Con solo 14 años y un puñado de cartón, Santiago —o simplemente Santi, como lo conocen en su entorno— volvió a encender la llama de una marca que marcó a generaciones enteras de argentinos: SIAM.
Desde San Rafael, este joven apasionado por los autos y la historia familiar decidió recrear, con sus propias manos, una Siam Di Tella Argenta a escala.
Lo hizo con materiales simples, pero con una dedicación que emocionó a miles: la miniatura, perfectamente armada en cartón, fue compartida en el grupo de Facebook Planeta Siam, donde enseguida cosechó cientos de aplausos y felicitaciones.

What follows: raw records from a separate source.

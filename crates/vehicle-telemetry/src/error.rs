//! Error types for vehicle-telemetry.
//!
//! This module defines all error types used throughout the crate, providing
//! the offending parameter, path or line so failures can be acted on directly.

use std::path::PathBuf;
use thiserror::Error;

/// The main error type for vehicle-telemetry operations.
#[derive(Error, Debug)]
pub enum Error {
    // === Generation Errors ===
    /// A generation parameter is out of range.
    #[error("invalid parameter '{name}': {message}")]
    InvalidParameter {
        /// Name of the offending parameter.
        name: &'static str,
        /// Description of what is wrong with it.
        message: String,
    },

    // === Dataset Errors ===
    /// The dataset could not be written.
    #[error("failed to write dataset to {path}: {source}")]
    Write {
        /// Destination path.
        path: PathBuf,
        /// The underlying error.
        #[source]
        source: std::io::Error,
    },

    /// The dataset could not be opened for reading.
    #[error("failed to read dataset at {path}: {source}")]
    Read {
        /// Path of the dataset.
        path: PathBuf,
        /// The underlying error.
        #[source]
        source: std::io::Error,
    },

    /// The dataset header does not match the telemetry schema.
    #[error("dataset schema mismatch: expected columns [{expected}], found [{found}]")]
    SchemaMismatch {
        /// The expected header, comma separated.
        expected: String,
        /// The header actually found, comma separated.
        found: String,
    },

    /// A single row failed validation.
    #[error("malformed record at line {line}: {reason}")]
    MalformedRecord {
        /// 1-based data line of the row (header excluded).
        line: u64,
        /// Why the row was rejected.
        reason: String,
    },

    /// CSV encoding or decoding failed.
    #[error("CSV error: {0}")]
    Csv(#[from] csv::Error),

    // === Configuration Errors ===
    /// Failed to load configuration.
    #[error("failed to load configuration: {0}")]
    ConfigLoad(Box<figment::Error>),

    /// Configuration validation failed.
    #[error("invalid configuration: {message}")]
    ConfigValidation {
        /// Description of the validation failure.
        message: String,
    },
}

/// A specialized Result type for vehicle-telemetry operations.
pub type Result<T> = std::result::Result<T, Error>;

impl From<figment::Error> for Error {
    fn from(err: figment::Error) -> Self {
        Self::ConfigLoad(Box::new(err))
    }
}

impl Error {
    /// Create an invalid parameter error.
    #[must_use]
    pub fn invalid_parameter(name: &'static str, message: impl Into<String>) -> Self {
        Self::InvalidParameter {
            name,
            message: message.into(),
        }
    }

    /// Create a malformed record error.
    #[must_use]
    pub fn malformed(line: u64, reason: impl Into<String>) -> Self {
        Self::MalformedRecord {
            line,
            reason: reason.into(),
        }
    }

    /// Create a write error for the given destination.
    #[must_use]
    pub fn write(path: impl Into<PathBuf>, source: std::io::Error) -> Self {
        Self::Write {
            path: path.into(),
            source,
        }
    }

    /// Check if this error is an invalid generation parameter.
    #[must_use]
    pub fn is_invalid_parameter(&self) -> bool {
        matches!(self, Self::InvalidParameter { .. })
    }

    /// Check if this error is a dataset write failure.
    #[must_use]
    pub fn is_write_error(&self) -> bool {
        matches!(self, Self::Write { .. })
    }
}

#[cfg(test)]
mod tests {
    use super::*;

    #[test]
    fn test_invalid_parameter_display() {
        let err = Error::invalid_parameter("weeks", "must be greater than 0");
        assert_eq!(
            err.to_string(),
            "invalid parameter 'weeks': must be greater than 0"
        );
        assert!(err.is_invalid_parameter());
        assert!(!err.is_write_error());
    }

    #[test]
    fn test_write_error_display() {
        let io_err = std::io::Error::new(std::io::ErrorKind::PermissionDenied, "access denied");
        let err = Error::write("/root/forbidden/data.csv", io_err);
        let msg = err.to_string();
        assert!(msg.contains("/root/forbidden/data.csv"));
        assert!(msg.contains("access denied"));
        assert!(err.is_write_error());
    }

    #[test]
    fn test_malformed_record_display() {
        let err = Error::malformed(42, "throttle_pct 150 outside [0, 100]");
        let msg = err.to_string();
        assert!(msg.contains("line 42"));
        assert!(msg.contains("throttle_pct"));
    }

    #[test]
    fn test_schema_mismatch_display() {
        let err = Error::SchemaMismatch {
            expected: "timestamp,speed_kmh".to_string(),
            found: "timestamp".to_string(),
        };
        assert!(err.to_string().contains("expected columns [timestamp,speed_kmh]"));
    }

    #[test]
    fn test_read_error_display() {
        let io_err = std::io::Error::new(std::io::ErrorKind::NotFound, "no such file");
        let err = Error::Read {
            path: PathBuf::from("data/missing.csv"),
            source: io_err,
        };
        assert!(err.to_string().contains("data/missing.csv"));
    }

    #[test]
    fn test_config_validation_error_display() {
        let err = Error::ConfigValidation {
            message: "interval_secs must be greater than 0".to_string(),
        };
        assert!(err.to_string().contains("interval_secs"));
    }
}
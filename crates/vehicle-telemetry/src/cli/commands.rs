//! CLI command definitions.
//!
//! This module defines the structure of all CLI subcommands.

use std::path::PathBuf;

use clap::{Args, Subcommand, ValueEnum};

use crate::generator::Scenario;

/// Generate command arguments.
///
/// Unset flags fall back to the `[generator]` and `[dataset]` config sections.
#[derive(Debug, Args)]
pub struct GenerateCommand {
    /// Number of weeks to generate
    #[arg(short, long)]
    pub weeks: Option<u32>,

    /// Seconds between samples (must divide one week)
    #[arg(short, long, value_name = "SECS")]
    pub interval_secs: Option<u32>,

    /// Seed for reproducible output
    #[arg(short, long)]
    pub seed: Option<u64>,

    /// Use one scenario for every week
    #[arg(long, value_enum)]
    pub scenario: Option<ScenarioArg>,

    /// Destination CSV file
    #[arg(short, long, value_name = "PATH")]
    pub output: Option<PathBuf>,
}

/// Report command arguments.
#[derive(Debug, Args)]
pub struct ReportCommand {
    /// Dataset to read
    #[arg(short, long, value_name = "PATH")]
    pub input: Option<PathBuf>,

    /// Restrict the summary to one week (1-based)
    #[arg(short, long)]
    pub week: Option<u32>,

    /// Output as JSON
    #[arg(short, long)]
    pub json: bool,
}

/// Metrics command arguments.
#[derive(Debug, Args)]
pub struct MetricsCommand {
    /// Dataset to read
    #[arg(short, long, value_name = "PATH")]
    pub input: Option<PathBuf>,

    /// Restrict the series to one week (1-based)
    #[arg(short, long)]
    pub week: Option<u32>,

    /// Which series to print
    #[arg(long, value_enum, default_value = "rows")]
    pub view: MetricsView,
}

/// Configuration commands.
#[derive(Debug, Subcommand)]
pub enum ConfigCommand {
    /// Show current configuration
    Show {
        /// Output as JSON
        #[arg(short, long)]
        json: bool,
    },

    /// Show the configuration file path
    Path,

    /// Validate configuration
    Validate {
        /// Path to configuration file to validate
        #[arg(short, long)]
        file: Option<PathBuf>,
    },
}

/// Scenario argument for generation.
#[derive(Debug, Clone, Copy, PartialEq, Eq, ValueEnum)]
pub enum ScenarioArg {
    /// Low-speed urban driving
    City,
    /// Sustained high speeds
    Highway,
    /// A blend of city and highway
    Mixed,
    /// Hard acceleration
    Aggressive,
    /// Over-revving and lugging
    Inefficient,
    /// Engine running, vehicle stationary
    Idle,
}

impl From<ScenarioArg> for Scenario {
    fn from(arg: ScenarioArg) -> Self {
        match arg {
            ScenarioArg::City => Self::City,
            ScenarioArg::Highway => Self::Highway,
            ScenarioArg::Mixed => Self::Mixed,
            ScenarioArg::Aggressive => Self::Aggressive,
            ScenarioArg::Inefficient => Self::Inefficient,
            ScenarioArg::Idle => Self::Idle,
        }
    }
}

/// Chart series printed by `vtelem metrics`.
#[derive(Debug, Clone, Copy, PartialEq, Eq, Default, ValueEnum)]
pub enum MetricsView {
    /// Every derived row
    #[default]
    Rows,
    /// Speed against RPM, grouped by implied gear
    Gear,
    /// Throttle against RPM
    Throttle,
    /// Engine load against speed
    Load,
    /// RPM while idling
    Idle,
    /// Fuel efficiency against speed
    Efficiency,
    /// Mean speed per week
    WeeklySpeed,
}
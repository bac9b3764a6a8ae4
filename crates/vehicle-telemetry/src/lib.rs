//! `vehicle-telemetry` - Synthetic vehicle telemetry and derived metrics
//!
//! This library generates weeks of plausible OBD-style samples (speed, RPM,
//! throttle, engine load, fuel used), persists them as a CSV dataset, and
//! derives fuel efficiency, implied gear and summary statistics from it.

#![warn(missing_docs)]
#![warn(missing_debug_implementations)]
#![deny(unsafe_code)]

pub mod cli;
pub mod config;
pub mod dataset;
pub mod error;
pub mod generator;
pub mod logging;
pub mod metrics;
pub mod record;
pub mod vehicle;

pub use config::Config;
pub use dataset::Dataset;
pub use error::{Error, Result};
pub use generator::{GenerationParams, Scenario};
pub use logging::init_logging;
pub use metrics::{MetricsCalculator, MetricsReport, Summary};
pub use record::{RawRecord, TelemetryRecord};
pub use vehicle::VehicleProfile;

“Su sueño: volver a tener uno de verdad como tuvo su familia. Pasión, creatividad y herencia ditellera que no se apaga”, destacaron desde el gruopo.
MUCHO MÁS QUE UN AUTO
La historia de Santi no es solo la de un adolescente con talento. Es también el reflejo de algo más grande: una herencia industrial, cultural y emocional que se resiste a desaparecer.
Fundada en los años ’30 por Torcuato Di Tella, SIAM fue mucho más que la fábrica de los entrañables Di Tella 1500.

Durante décadas, produjo también lavarropas, cocinas, televisores, motonetas, furgonetas y las recordadas heladeras que aún siguen funcionando en muchos hogares.
En su apogeo, la empresa llegó a tener 13 fábricas, más de 9.000 trabajadores y una gama de 250 productos distintos. En los años ’40, SIAM se convirtió en la mayor industria metalmecánica de América del Sur.
UN SÍMBOLO QUE RENACE
Como tantas empresas nacionales, SIAM sufrió un declive que la llevó a cerrar sus puertas. Pero en 2014, un hito renovó las esperanzas: la reapertura de la planta de heladeras en Avellaneda, ahora bajo la firma Newsan,
La marca sigue vigente. Y gracias a gestos como el de Santi, también continúa viva en el corazón de miles de argentinos.
Su maqueta no es solo una reproducción: es una declaración de amor. Es la prueba de que, incluso en tiempos de pantallas y tecnologías digitales, todavía hay lugar para la historia, la creatividad y el respeto por las raíces.
Porque cuando la pasión es verdadera, ni el paso del tiempo, ni los materiales humildes, ni las distancias pueden apagarla. Y en San Rafael, un pibe de 14 años acaba de demostrarlo.